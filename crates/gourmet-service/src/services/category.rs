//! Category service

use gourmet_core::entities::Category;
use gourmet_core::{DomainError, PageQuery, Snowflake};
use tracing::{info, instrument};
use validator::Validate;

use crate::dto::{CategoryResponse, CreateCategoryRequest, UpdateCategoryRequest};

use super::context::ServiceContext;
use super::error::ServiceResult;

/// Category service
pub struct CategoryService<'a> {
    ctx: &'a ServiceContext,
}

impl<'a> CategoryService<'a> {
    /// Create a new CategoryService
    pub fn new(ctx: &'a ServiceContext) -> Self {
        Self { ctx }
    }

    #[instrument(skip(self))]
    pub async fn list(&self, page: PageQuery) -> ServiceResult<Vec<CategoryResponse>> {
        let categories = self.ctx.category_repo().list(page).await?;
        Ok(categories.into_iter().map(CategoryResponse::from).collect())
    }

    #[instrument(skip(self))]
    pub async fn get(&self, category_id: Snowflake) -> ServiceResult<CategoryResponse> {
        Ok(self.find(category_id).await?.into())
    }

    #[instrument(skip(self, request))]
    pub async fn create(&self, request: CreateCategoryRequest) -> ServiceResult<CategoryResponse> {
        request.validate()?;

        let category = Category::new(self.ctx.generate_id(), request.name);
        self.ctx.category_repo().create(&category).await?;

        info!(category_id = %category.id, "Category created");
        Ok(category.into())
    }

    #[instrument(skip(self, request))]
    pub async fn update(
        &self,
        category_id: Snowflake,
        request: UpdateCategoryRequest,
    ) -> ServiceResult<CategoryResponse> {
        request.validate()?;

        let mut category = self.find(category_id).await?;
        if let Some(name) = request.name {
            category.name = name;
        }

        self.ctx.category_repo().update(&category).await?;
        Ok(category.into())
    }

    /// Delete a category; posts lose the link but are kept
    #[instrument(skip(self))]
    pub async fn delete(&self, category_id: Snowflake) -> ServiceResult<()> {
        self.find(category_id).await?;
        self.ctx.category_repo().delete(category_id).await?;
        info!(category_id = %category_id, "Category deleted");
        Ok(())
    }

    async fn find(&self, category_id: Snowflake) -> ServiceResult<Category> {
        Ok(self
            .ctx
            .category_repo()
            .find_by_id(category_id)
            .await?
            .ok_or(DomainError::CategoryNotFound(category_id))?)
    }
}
────
[What you have to do] Nothing should be changed: write out all of the data as is.

[Answer]
filename crates/gourmet-service/src/services/category.rs
//! Category service

use gourmet_core::entities::Category;
use gourmet_core::{DomainError, PageQuery, Snowflake};
use tracing::{info, instrument};
use validator::Validate;

use crate::dto::{CategoryResponse, CreateCategoryRequest, UpdateCategoryRequest};

use super::context::ServiceContext;
use super::error::ServiceResult;

/// Category service
pub struct CategoryService<'a> {
    ctx: &'a ServiceContext,
}

impl<'a> CategoryService<'a> {
    /// Create a new CategoryService
    pub fn new(ctx: &'a ServiceContext) -> Self {
        Self { ctx }
    }

    #[instrument(skip(self))]
    pub async fn list(&self, page: PageQuery) -> ServiceResult<Vec<CategoryResponse>> {
        let categories = self.ctx.category_repo().list(page).await?;
        Ok(categories.into_iter().map(CategoryResponse::from).collect())
    }

    #[instrument(skip(self))]
    pub async fn get(&self, category_id: Snowflake) -> ServiceResult<CategoryResponse> {
        Ok(self.find(category_id).await?.into())
    }

    #[instrument(skip(self, request))]
    pub async fn create(&self, request: CreateCategoryRequest) -> ServiceResult<CategoryResponse> {
        request.validate()?;

        let category = Category::new(self.ctx.generate_id(), request.name);
        self.ctx.category_repo().create(&category).await?;

        info!(category_id = %category.id, "Category created");
        Ok(category.into())
    }

    #[instrument(skip(self, request))]
    pub async fn update(
        &self,
        category_id: Snowflake,
        request: UpdateCategoryRequest,
    ) -> ServiceResult<CategoryResponse> {
        request.validate()?;

        let mut category = self.find(category_id).await?;
        if let Some(name) = request.name {
            category.name = name;
        }

        self.ctx.category_repo().update(&category).await?;
        Ok(category.into())
    }

    /// Delete a category; posts lose the link but are kept
    #[instrument(skip(self))]
    pub async fn delete(&self, category_id: Snowflake) -> ServiceResult<()> {
        self.find(category_id).await?;
        self.ctx.category_repo().delete(category_id).await?;
        info!(category_id = %category_id, "Category deleted");
        Ok(())
    }

    async fn find(&self, category_id: Snowflake) -> ServiceResult<Category> {
        Ok(self
            .ctx
            .category_repo()
            .find_by_id(category_id)
            .await?
            .ok_or(DomainError::CategoryNotFound(category_id))?)
    }
}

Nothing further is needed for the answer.